Richie McCaw invariably outflanked George Smith and Phil Waugh, Australian rugby's terrier-like tag team - and now the All Blacks captain confronts two young pups emulating the rivalry shared by the legendary Wallaby loose forwards.
David Pocock is the Wallabies premier openside for the foreseeable future and McCaw's closest rival at the breakdown but as he nurses a Rugby Championship-ending knee injury, 20-year-olds Michael Hooper and Liam Gill are indulging in healthy competition to fill the No 7 jersey.
The test careers of Smith and Waugh overlapped for nine years until they were phased out during formative stages of the Robbie Deans three years ago era as Pocock grew in stature.
And now Hooper and Gill form part of the long-term succession plan as they vie to back-up Pocock until he regains fitness, possibly in time for the Wallabies tour of the UK, Italy and France in November.
Hooper made his test debut during the June international window against Scotland while Gill was captaining Australia at the under-20s World Cup in South Africa so for now he holds seniority and first dibs on Pocock's role against the All Blacks at Eden Park tomorrow night.
The second Bledisloe Cup test represents a huge challenge for Hooper who has never matched up against McCaw during the three seasons he spent at the Brumbies.
Gill at least has some background: notably the final quarter of last year's Super Rugby final where his Reds triumphed over the Crusaders in Brisbane. He had another tussle with the All Blacks captain at Christchurch in May so is not overawed by potentially adding impact in Auckland.
"There's no fear. The challenge is understanding and slowly building into the game. It'll be a completely different standard to what I've ever been used to," Gill said.
Injury concerns for hooker Tatafu Polota Nau and No.8 Scott Higginbotham delayed confirmation of the bench until today but Gill is expected to feature, as Hooper did in Sydney last weekend.
Deans never employed Pocock and Hooper in concert against McCaw but with Pocock unavailable and the Wallabies badly beaten at the collision at ANZ Stadium he may be tempted to revert to the tactic of using two specialist sevens to pressurise the 107-test veteran.

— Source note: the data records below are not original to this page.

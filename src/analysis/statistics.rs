//! Intensity statistics.
//!
//! The pure path here is always available. A [`StatsAccelerator`] can be plugged
//! into the engine to compute the same numbers straight from the padded capture
//! buffer; it is an optimization only.

use crate::types::DenseLuma;

/// Mean and population standard deviation of pixel intensities.
#[derive(Debug, Clone, Copy, PartialEq, Default)]
pub struct FrameStatistics {
    pub mean: f64,
    pub stddev: f64,
}

impl FrameStatistics {
    pub fn compute(luma: &DenseLuma<'_>) -> Self {
        Self::from_pixels(luma.pixels())
    }

    /// Two passes with `f64` accumulators.
    pub fn from_pixels(pixels: &[u8]) -> Self {
        if pixels.is_empty() {
            return Self::default();
        }

        let n = pixels.len() as f64;
        let sum: f64 = pixels.iter().map(|&p| p as f64).sum();
        let mean = sum / n;

        let var = pixels
            .iter()
            .map(|&p| {
                let d = p as f64 - mean;
                d * d
            })
            .sum::<f64>()
            / n;

        Self {
            mean,
            stddev: var.sqrt(),
        }
    }
}

/// Optional fast path for mean/stddev.
///
/// Implementations return `(0.0, 0.0)` when the input is unusable (empty buffer,
/// zero dimensions or stride). The engine treats that answer as degraded and
/// recomputes with [`FrameStatistics::from_pixels`].
pub trait StatsAccelerator: Send {
    fn compute_mean_std(&self, buffer: &[u8], width: u32, height: u32, row_stride: u32) -> (f32, f32);

    fn name(&self) -> &str {
        "accelerator"
    }
}

/// Reference accelerator reading the padded buffer in place.
#[derive(Debug, Clone, Copy, Default)]
pub struct StridedAccelerator;

impl StatsAccelerator for StridedAccelerator {
    fn compute_mean_std(&self, buffer: &[u8], width: u32, height: u32, row_stride: u32) -> (f32, f32) {
        if buffer.is_empty() || width == 0 || height == 0 || row_stride == 0 {
            return (0.0, 0.0);
        }

        let (width, height, stride) = (width as usize, height as usize, row_stride as usize);
        if stride < width || buffer.len() < stride * (height - 1) + width {
            return (0.0, 0.0);
        }

        let rows = || (0..height).map(|y| &buffer[y * stride..y * stride + width]);
        let n = (width * height) as f64;

        let sum: f64 = rows()
            .flat_map(|row| row.iter())
            .map(|&p| p as f64)
            .sum();
        let mean = sum / n;

        let var: f64 = rows()
            .flat_map(|row| row.iter())
            .map(|&p| {
                let d = p as f64 - mean;
                d * d
            })
            .sum::<f64>()
            / n;

        (mean as f32, var.sqrt() as f32)
    }

    fn name(&self) -> &str {
        "strided"
    }
}
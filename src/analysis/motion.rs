//! Frame-to-frame intensity difference, a cheap proxy for device shake.

use super::SAMPLE_STRIDE;

/// Mean absolute difference over every 4th pixel.
///
/// Returns 0 when there is no previous frame or its length differs from the
/// current one (cold start, resolution change).
pub fn frame_difference(current: &[u8], previous: Option<&[u8]>) -> f64 {
    let previous = match previous {
        Some(previous) if previous.len() == current.len() => previous,
        _ => return 0.0,
    };

    let mut total = 0u64;
    let mut samples = 0u64;
    for (&a, &b) in current
        .iter()
        .step_by(SAMPLE_STRIDE)
        .zip(previous.iter().step_by(SAMPLE_STRIDE))
    {
        total += a.abs_diff(b) as u64;
        samples += 1;
    }

    if samples == 0 {
        return 0.0;
    }
    total as f64 / samples as f64
}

Waugh and Smith were selected picked against McCaw on 14 occasions - five times they started in the same loose trio - and although the New Zealander boasts a 12-win 2-loss success rate the ploy was effective at one opportune moment, the 2003 World Cup semifinal.

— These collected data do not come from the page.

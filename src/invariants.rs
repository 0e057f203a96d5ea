//! Runtime invariant checks with a contract log.
//!
//! Production code asserts its invariants through [`assert_invariant!`]. Every
//! check is recorded per thread, so tests can verify afterwards that the code
//! path they drove actually exercised the invariants they care about.
//!
//! ```rust,ignore
//! use framegauge::invariants::contract_test;
//!
//! assert_invariant!(
//!     values.within_ranges(),
//!     "Published metrics stay within their clamp ranges",
//!     "engine::publish"
//! );
//!
//! #[test]
//! fn contract_publish() {
//!     // ... drive the engine ...
//!     contract_test("publish", &["Published metrics stay within their clamp ranges"]);
//! }
//! ```

use std::cell::RefCell;
use std::collections::HashMap;

pub const METRICS_WITHIN_RANGES: &str = "Published metrics stay within their clamp ranges";
pub const READY_IS_AND_OF_FLAGS: &str = "Capture readiness equals the AND of all metric flags";
pub const DENSE_LEN_MATCHES_GEOMETRY: &str = "Dense luma length equals width times height";

thread_local! {
    static INVARIANT_LOG: RefCell<HashMap<String, u64>> = RefCell::new(HashMap::new());
}

/// Assert an invariant and record that it was checked.
///
/// # Panics
/// Panics if the condition is false.
#[macro_export]
macro_rules! assert_invariant {
    ($condition:expr, $message:expr) => {
        $crate::invariants::__check_invariant($condition, $message, None)
    };
    ($condition:expr, $message:expr, $context:expr) => {
        $crate::invariants::__check_invariant($condition, $message, Some($context))
    };
}

#[doc(hidden)]
pub fn __check_invariant(condition: bool, message: &str, context: Option<&str>) {
    INVARIANT_LOG.with(|log| {
        let mut log = log.borrow_mut();
        match log.get_mut(message) {
            Some(count) => *count += 1,
            None => {
                log.insert(message.to_string(), 1);
            }
        }
    });

    if !condition {
        panic!(
            "INVARIANT VIOLATION [{}]: {}",
            context.unwrap_or("unknown"),
            message
        );
    }
}

/// How many times an invariant was checked on this thread.
pub fn times_checked(message: &str) -> u64 {
    INVARIANT_LOG.with(|log| log.borrow().get(message).copied().unwrap_or(0))
}

/// Verify that the listed invariants were checked at least once on this thread.
///
/// # Panics
/// Panics naming every invariant that was never checked.
pub fn contract_test(test_name: &str, required_invariants: &[&str]) {
    let missing: Vec<&str> = required_invariants
        .iter()
        .copied()
        .filter(|invariant| times_checked(invariant) == 0)
        .collect();

    if !missing.is_empty() {
        panic!(
            "CONTRACT FAILURE [{}]: invariants never checked:\n  - {}",
            test_name,
            missing.join("\n  - ")
        );
    }
}

pub fn clear_invariant_log() {
    INVARIANT_LOG.with(|log| log.borrow_mut().clear());
}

Deans was criticised for not including a back-up openside at last year's tournament after the pool loss to Ireland when Pocock was injured and has responded accordingly.
"They're two blokes who've been on the radar, we've seen them coming on, they're now ready to go," said Deans of his dynamic duo.

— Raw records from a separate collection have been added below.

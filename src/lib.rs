//! framegauge: real-time frame quality metrics for luma camera streams
//!
//! Feeds single-channel camera frames through a small measurement pipeline and
//! publishes a smoothed, human-readable quality snapshot used to decide when a
//! frame is worth capturing.
//!
//! # Metrics
//! - Brightness and sharpness from intensity statistics
//! - Rotation angle and vertical tilt from Sobel gradients
//! - Frontal-ness combining both orientation proxies
//! - Shake from frame-to-frame differences
//! - Distance, a heuristic inverse of sharpness (not a depth measurement)
//!
//! All of them are perceptual proxies, not calibrated measurements.
//!
//! # Usage
//! ```rust,no_run
//! use framegauge::{EngineConfig, MetricsEngine};
//! use std::time::Duration;
//!
//! let mut engine = MetricsEngine::new(&EngineConfig::default()).unwrap();
//! let reader = engine.subscribe();
//!
//! // From the camera's frame callback:
//! let plane = vec![128u8; 640 * 480];
//! engine.on_frame(&plane, 640, 480, 640, Duration::from_millis(0)).unwrap();
//!
//! // From the display side:
//! let metrics = reader.current();
//! println!("ready: {}", metrics.is_capture_ready());
//! ```
pub mod analysis;
pub mod config;
pub mod engine;
pub mod errors;
pub mod invariants;
pub mod quality;
pub mod testing;
pub mod timing;
pub mod types;

// Re-exports for convenience
pub use config::{EngineConfig, FallbackMode};
pub use engine::{MetricsEngine, MetricsReader, SharedEngine, StatsMode};
pub use errors::{FrameDefect, QualityError};
pub use types::{DenseLuma, EngineState, FrameOutcome, MetricFlags, MetricValues, Metrics, RawFrame};

/// Initialize logging for the engine
pub fn init_logging() {
    if std::env::var("RUST_LOG").is_err() {
        std::env::set_var("RUST_LOG", "framegauge=info");
    }
    let _ = env_logger::try_init();
}

/// Version information
pub const VERSION: &str = env!("CARGO_PKG_VERSION");
pub const NAME: &str = env!("CARGO_PKG_NAME");
pub const DESCRIPTION: &str = env!("CARGO_PKG_DESCRIPTION");

/// Get crate information
pub fn get_info() -> CrateInfo {
    CrateInfo {
        name: NAME.to_string(),
        version: VERSION.to_string(),
        description: DESCRIPTION.to_string(),
    }
}

/// Crate information structure
#[derive(Debug, Clone, serde::Serialize, serde::Deserialize)]
pub struct CrateInfo {
    pub name: String,
    pub version: String,
    pub description: String,
}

"We have been waiting essentially for their bodies to catch up so they can cope with playing at this level. It's nice to also have the depth, and also the competition around Poey."
Deans said Hooper's cameos against the Scots and twice against Wales gave him confidence the rookie would rise to the challenge posed by McCaw, Kieran Read and Liam Messam.
"He's got good footwork and he carries the ball well. His speed to the breakdown will be important.
"We weren't good enough in any way around the contact area, the All Blacks were very effective at getting between us and the ball, we have to be smarter and more effective."
Hooper and Gill have both matured through the under-20s side though they did not play in the same squad and despite their age and experience head-to-head clashes have been rare.
"We've always managed to miss each other so far. Michael was injured in his last year at school and the first year of under-20s he was injured as well," said Gill.
They matched up twice this year when Queensland played the Brumbies and Gill expected their continuing rivalry to enhance their skills.
"We'll certainly keep each other honest and there'll always be a competitive nature between us," said Gill, who was happy to work side by side Hooper.
"Beau (Robinson) and I do that with Reds. It just gives you another person attacking that breakdown, and makes continuous breakdowns a whole lot easier. That's certainly a big plus of playing two opensides."